=== Begin Enclosure ===

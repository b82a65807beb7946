//! Hounsfield-unit calibration shared by every algorithm.

use crate::common::constants::REFERENCE_ENERGY_MV;
use crate::domain::{DoseError, DoseResult, Grid3, VolumeGrid, VolumeKind};
use crate::numerics::PiecewiseLinear;
use std::fmt::{Display, Formatter};
use std::fs;
use std::path::{Path, PathBuf};

const DEFAULT_DENSITY_TABLE: [(f64, f64); 11] = [
    (-1000.0, 0.001),
    (-950.0, 0.05),
    (-700.0, 0.25),
    (-300.0, 0.6),
    (-100.0, 0.92),
    (0.0, 1.0),
    (200.0, 1.07),
    (800.0, 1.3),
    (1500.0, 1.6),
    (2000.0, 1.8),
    (3000.0, 2.0),
];

/// Relative electron density knots for the interaction tables below.
const INTERACTION_DENSITIES: [f64; 11] = [0.001, 0.05, 0.25, 0.6, 0.92, 1.0, 1.07, 1.3, 1.6, 1.8, 2.0];
/// Linear attenuation at 6 MV, 1/mm.
const ATTENUATION_PER_MM: [f64; 11] = [
    0.000_004, 0.0019, 0.0019, 0.003, 0.003, 0.004, 0.0043, 0.005, 0.006, 0.007, 0.008,
];
const COMPTON_FRACTION: [f64; 11] = [0.9999, 0.99, 0.98, 0.97, 0.95, 0.95, 0.93, 0.9, 0.85, 0.8, 0.7];

#[derive(Debug, Clone, Copy, PartialEq, Eq, Hash, PartialOrd, Ord)]
pub enum MaterialClass {
    Air,
    Lung,
    SoftTissue,
    Bone,
    Metal,
}

impl MaterialClass {
    pub const ALL: [Self; 5] = [
        Self::Air,
        Self::Lung,
        Self::SoftTissue,
        Self::Bone,
        Self::Metal,
    ];

    /// Buckets: air < -900 <= lung < -400 <= soft < 200 <= bone < 1200 <= metal.
    pub fn from_hounsfield(hu: f64) -> Self {
        if hu < -900.0 {
            Self::Air
        } else if hu < -400.0 {
            Self::Lung
        } else if hu < 200.0 {
            Self::SoftTissue
        } else if hu < 1200.0 {
            Self::Bone
        } else {
            Self::Metal
        }
    }

    pub const fn dose_conversion(self) -> f64 {
        match self {
            Self::Air => 0.0,
            Self::Lung => 0.8,
            Self::SoftTissue => 1.0,
            Self::Bone => 1.1,
            Self::Metal => 0.9,
        }
    }

    pub const fn as_str(self) -> &'static str {
        match self {
            Self::Air => "air",
            Self::Lung => "lung",
            Self::SoftTissue => "soft_tissue",
            Self::Bone => "bone",
            Self::Metal => "metal",
        }
    }
}

impl Display for MaterialClass {
    fn fmt(&self, f: &mut Formatter<'_>) -> std::fmt::Result {
        f.write_str((*self).as_str())
    }
}

#[derive(Debug, thiserror::Error)]
pub enum MaterialTableError {
    #[error("failed to read calibration table '{}': {source}", path.display())]
    Read {
        path: PathBuf,
        source: std::io::Error,
    },
    #[error("calibration table '{}' line {line}: expected 'hu density', got '{content}'", path.display())]
    Parse {
        path: PathBuf,
        line: usize,
        content: String,
    },
    #[error("calibration table is invalid: {reason}")]
    Invalid { reason: String },
}

impl From<MaterialTableError> for DoseError {
    fn from(error: MaterialTableError) -> Self {
        match &error {
            MaterialTableError::Read { .. } => {
                DoseError::io_system("IO.CALIBRATION_READ", error.to_string())
            }
            _ => DoseError::validation("INPUT.CALIBRATION_TABLE", error.to_string()),
        }
    }
}

#[derive(Debug, Clone, PartialEq)]
pub struct MaterialModel {
    density: PiecewiseLinear,
    hounsfield: PiecewiseLinear,
    attenuation: PiecewiseLinear,
    compton: PiecewiseLinear,
}

impl Default for MaterialModel {
    fn default() -> Self {
        let (hu, density): (Vec<f64>, Vec<f64>) = DEFAULT_DENSITY_TABLE.iter().copied().unzip();
        Self {
            density: PiecewiseLinear::from_trusted(hu.clone(), density.clone()),
            hounsfield: PiecewiseLinear::from_trusted(density, hu),
            attenuation: PiecewiseLinear::from_trusted(
                INTERACTION_DENSITIES.to_vec(),
                ATTENUATION_PER_MM.to_vec(),
            ),
            compton: PiecewiseLinear::from_trusted(
                INTERACTION_DENSITIES.to_vec(),
                COMPTON_FRACTION.to_vec(),
            ),
        }
    }
}

impl MaterialModel {
    /// Builds a model from `(hu, relative electron density)` breakpoints.
    /// Both columns must be strictly increasing.
    pub fn from_density_pairs(pairs: &[(f64, f64)]) -> Result<Self, MaterialTableError> {
        let density = PiecewiseLinear::from_pairs(pairs).ok_or_else(|| MaterialTableError::Invalid {
            reason: "need at least two finite rows with strictly increasing HU".to_string(),
        })?;
        if density.ys().iter().any(|value| *value <= 0.0) {
            return Err(MaterialTableError::Invalid {
                reason: "relative density must be positive".to_string(),
            });
        }
        let hounsfield = density.inverse().ok_or_else(|| MaterialTableError::Invalid {
            reason: "relative density must increase strictly with HU".to_string(),
        })?;
        let defaults = Self::default();
        Ok(Self {
            density,
            hounsfield,
            ..defaults
        })
    }

    /// Reads a whitespace-separated `hu density` table; `#` starts a comment.
    pub fn from_table_file(path: impl AsRef<Path>) -> Result<Self, MaterialTableError> {
        let path = path.as_ref();
        let source = fs::read_to_string(path).map_err(|source| MaterialTableError::Read {
            path: path.to_path_buf(),
            source,
        })?;
        let mut pairs = Vec::new();
        for (line_index, line) in source.lines().enumerate() {
            let content = line.split('#').next().unwrap_or_default().trim();
            if content.is_empty() {
                continue;
            }
            let parse_error = || MaterialTableError::Parse {
                path: path.to_path_buf(),
                line: line_index + 1,
                content: content.to_string(),
            };
            let mut fields = content.split_whitespace();
            let (Some(hu), Some(density), None) = (fields.next(), fields.next(), fields.next())
            else {
                return Err(parse_error());
            };
            let hu = hu.parse::<f64>().map_err(|_| parse_error())?;
            let density = density.parse::<f64>().map_err(|_| parse_error())?;
            pairs.push((hu, density));
        }
        Self::from_density_pairs(&pairs)
    }

    pub fn density_table(&self) -> Vec<(f64, f64)> {
        self.density
            .xs()
            .iter()
            .copied()
            .zip(self.density.ys().iter().copied())
            .collect()
    }

    pub fn relative_density(&self, hu: f64) -> f64 {
        self.density.eval(hu)
    }

    pub fn hounsfield_for_density(&self, density: f64) -> f64 {
        self.hounsfield.eval(density)
    }

    /// Linear attenuation in 1/mm, scaled from 6 MV by `6 / energy`
    /// (factor clamped to `[0.25, 4]`).
    pub fn attenuation_per_mm(&self, density: f64, energy: f64) -> f64 {
        let scale = (REFERENCE_ENERGY_MV / energy.max(f64::MIN_POSITIVE)).clamp(0.25, 4.0);
        self.attenuation.eval(density) * scale
    }

    pub fn compton_fraction(&self, density: f64) -> f64 {
        self.compton.eval(density)
    }

    pub fn classify(&self, hu: f64) -> MaterialClass {
        MaterialClass::from_hounsfield(hu)
    }
}

/// Per-voxel derived material data, computed once per calculation.
#[derive(Debug, Clone, PartialEq)]
pub struct MaterialGrid {
    classes: Grid3<MaterialClass>,
    density: Grid3<f64>,
}

impl MaterialGrid {
    pub fn build(volume: &VolumeGrid, model: &MaterialModel) -> Self {
        let values = volume.values();
        let (classes, density) = match volume.kind() {
            VolumeKind::Hounsfield => (
                values.map(|hu| model.classify(*hu)),
                values.map(|hu| model.relative_density(*hu)),
            ),
            VolumeKind::RelativeDensity => (
                values.map(|density| model.classify(model.hounsfield_for_density(*density))),
                values.map(|density| density.max(0.0)),
            ),
        };
        Self { classes, density }
    }

    pub const fn shape(&self) -> [usize; 3] {
        self.classes.shape()
    }

    pub fn classes(&self) -> &Grid3<MaterialClass> {
        &self.classes
    }

    pub fn density(&self) -> &Grid3<f64> {
        &self.density
    }

    pub fn ensure_matches(&self, volume: &VolumeGrid) -> DoseResult<()> {
        if self.classes.shape() != volume.shape() || self.density.shape() != volume.shape() {
            return Err(DoseError::calculation(
                "RUN.MATERIAL_SHAPE",
                format!(
                    "material grid shape {:?} does not match volume shape {:?}",
                    self.classes.shape(),
                    volume.shape()
                ),
            ));
        }
        Ok(())
    }
}

#[cfg(test)]
mod tests {
    use super::{MaterialClass, MaterialGrid, MaterialModel};
    use crate::domain::{Grid3, VolumeGrid, VolumeKind};
    use std::fs;
    use tempfile::TempDir;

    #[test]
    fn default_table_maps_water_and_air() {
        let model = MaterialModel::default();
        assert_eq!(model.relative_density(0.0), 1.0);
        assert_eq!(model.relative_density(-2000.0), 0.001);
        assert!((model.relative_density(-50.0) - 0.96).abs() < 1.0e-12);
        assert!((model.hounsfield_for_density(1.07) - 200.0).abs() < 1.0e-9);
    }

    #[test]
    fn classification_uses_five_buckets() {
        let cases = [
            (-1000.0, MaterialClass::Air),
            (-900.0, MaterialClass::Lung),
            (-401.0, MaterialClass::Lung),
            (-400.0, MaterialClass::SoftTissue),
            (199.0, MaterialClass::SoftTissue),
            (200.0, MaterialClass::Bone),
            (1199.0, MaterialClass::Bone),
            (1200.0, MaterialClass::Metal),
        ];
        for (hu, expected) in cases {
            assert_eq!(MaterialClass::from_hounsfield(hu), expected, "hu={hu}");
        }
        assert_eq!(MaterialClass::Air.dose_conversion(), 0.0);
        assert_eq!(MaterialClass::Bone.dose_conversion(), 1.1);
    }

    #[test]
    fn attenuation_scales_inversely_with_energy() {
        let model = MaterialModel::default();
        let six = model.attenuation_per_mm(1.0, 6.0);
        let twelve = model.attenuation_per_mm(1.0, 12.0);
        assert!((six - 0.004).abs() < 1.0e-12);
        assert!((twelve - 0.002).abs() < 1.0e-12);
        assert!(model.attenuation_per_mm(1.0, 0.1) <= 4.0 * six + 1.0e-15);
        assert!(model.compton_fraction(1.0) > model.compton_fraction(2.0));
    }

    #[test]
    fn table_file_parses_comments_and_rejects_bad_rows() {
        let temp = TempDir::new().expect("tempdir should be created");
        let path = temp.path().join("calibration.txt");
        fs::write(&path, "# hu density\n-1000 0.001\n0 1.0 # water\n1000 1.5\n")
            .expect("table should be written");
        let model = MaterialModel::from_table_file(&path).expect("table should load");
        assert_eq!(model.density_table().len(), 3);
        assert!((model.relative_density(500.0) - 1.25).abs() < 1.0e-12);

        fs::write(&path, "-1000 0.001\n0 water\n").expect("table should be written");
        let error = MaterialModel::from_table_file(&path).expect_err("bad row should fail");
        assert!(error.to_string().contains("line 2"));

        fs::write(&path, "0 1.0\n-100 0.9\n").expect("table should be written");
        assert!(MaterialModel::from_table_file(&path).is_err());
    }

    #[test]
    fn material_grid_accepts_density_volumes() {
        let model = MaterialModel::default();
        let values = Grid3::from_vec([1, 1, 3], vec![0.001, 1.0, 1.6]).expect("grid");
        let volume = VolumeGrid::new(values, &[1.0, 1.0, 1.0], VolumeKind::RelativeDensity)
            .expect("volume");
        let materials = MaterialGrid::build(&volume, &model);
        assert_eq!(
            materials.classes().as_slice(),
            &[MaterialClass::Air, MaterialClass::SoftTissue, MaterialClass::Metal]
        );
        assert_eq!(materials.density().as_slice(), &[0.001, 1.0, 1.6]);
        assert!(materials.ensure_matches(&volume).is_ok());
    }
}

=== End Enclosure ===

### Work task
For each line in the entries that contains the string "should", make a copy.

### Answer space
        let temp = TempDir::new().expect("tempdir should be created");
            .expect("table should be written");
        let model = MaterialModel::from_table_file(&path).expect("table should load");
        fs::write(&path, "-1000 0.001\n0 water\n").expect("table should be written");
        let error = MaterialModel::from_table_file(&path).expect_err("bad row should fail");
        fs::write(&path, "0 1.0\n-100 0.9\n").expect("table should be written");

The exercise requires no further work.